Mahmoud Amr H, Masters Matthew R, Yang Ying, Lill Markus A
Department of Medicinal Chemistry and Molecular Pharmacology, College of Pharmacy, Purdue University, 575 Stadium Mall Drive, West Lafayette, IN, 47906, USA.
Department of Pharmaceutical Sciences, University of Basel, Klingelbergstrasse 50, 4056, Basel, Switzerland.
Commun Chem. 2020 Feb 11;3(1):19. doi: 10.1038/s42004-020-0261-x.
Accurate and efficient prediction of protein-ligand interactions has been a long-lasting dream of practitioners in drug discovery. The insufficient treatment of hydration is widely recognized to be a major limitation for accurate protein-ligand scoring. Using an integration of molecular dynamics simulations on thousands of protein structures with novel big-data analytics based on convolutional neural networks and deep Taylor decomposition, we consistently identify here three different patterns of hydration to be essential for protein-ligand interactions. In addition to desolvation and water-mediated interactions, the formation of enthalpically favorable networks of first-shell water molecules around solvent-exposed ligand moieties is identified to be essential for protein-ligand binding. Despite being currently neglected in drug discovery, this hydration phenomenon could lead to new avenues in optimizing the free energy of ligand binding. Application of deep neural networks incorporating hydration to docking provides 89% accuracy in binding pose ranking, an essential step for rational structure-based drug design.

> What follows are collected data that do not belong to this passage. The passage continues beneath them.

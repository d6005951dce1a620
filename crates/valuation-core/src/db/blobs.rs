//! Content-addressed blob store for report images.

use rusqlite::{params, OptionalExtension};
use sha2::{Digest, Sha256};

use super::{Database, DbResult};
use crate::models::ImageData;

/// URL scheme for stored blobs.
pub const BLOB_URL_SCHEME: &str = "blob://";

/// A stored blob.
#[derive(Debug, Clone, PartialEq)]
pub struct Blob {
    pub content_type: String,
    pub bytes: Vec<u8>,
}

impl Database {
    /// Store image bytes and return a retrievable reference.
    ///
    /// Identical content is stored once.
    pub fn put_blob(&self, bytes: &[u8], content_type: &str) -> DbResult<ImageData> {
        let blob_id = hex::encode(Sha256::digest(bytes));

        self.conn.execute(
            "INSERT OR IGNORE INTO blobs (blob_id, content_type, bytes) VALUES (?1, ?2, ?3)",
            params![blob_id, content_type, bytes],
        )?;

        Ok(ImageData {
            url: format!("{}{}", BLOB_URL_SCHEME, blob_id),
            content_type: Some(content_type.to_string()),
        })
    }

    /// Resolve a `blob://` URL back to its bytes.
    pub fn get_blob(&self, url: &str) -> DbResult<Option<Blob>> {
        let Some(blob_id) = url.strip_prefix(BLOB_URL_SCHEME) else {
            return Ok(None);
        };

        self.conn
            .query_row(
                "SELECT content_type, bytes FROM blobs WHERE blob_id = ?",
                [blob_id],
                |row| {
                    Ok(Blob {
                        content_type: row.get(0)?,
                        bytes: row.get(1)?,
                    })
                },
            )
            .optional()
            .map_err(Into::into)
    }
}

准确而高效地预测蛋白质-配体相互作用一直是药物研发从业者长久以来的梦想。水合作用处理不足被广泛认为是准确进行蛋白质-配体评分的一个主要限制因素。通过将针对数千种蛋白质结构的分子动力学模拟与基于卷积神经网络和深度泰勒分解的新型大数据分析相结合,我们在此一致确定了三种不同的水合模式对于蛋白质-配体相互作用至关重要。除了去溶剂化作用和水介导的相互作用外,在溶剂暴露的配体部分周围形成焓有利的第一壳层水分子网络被确定为蛋白质-配体结合所必需。尽管目前在药物研发中被忽视,但这种水合现象可能为优化配体结合自由能带来新途径。将包含水合作用的深度神经网络应用于对接,在结合姿态排序方面提供了89%的准确率,这是基于结构的合理药物设计的关键步骤。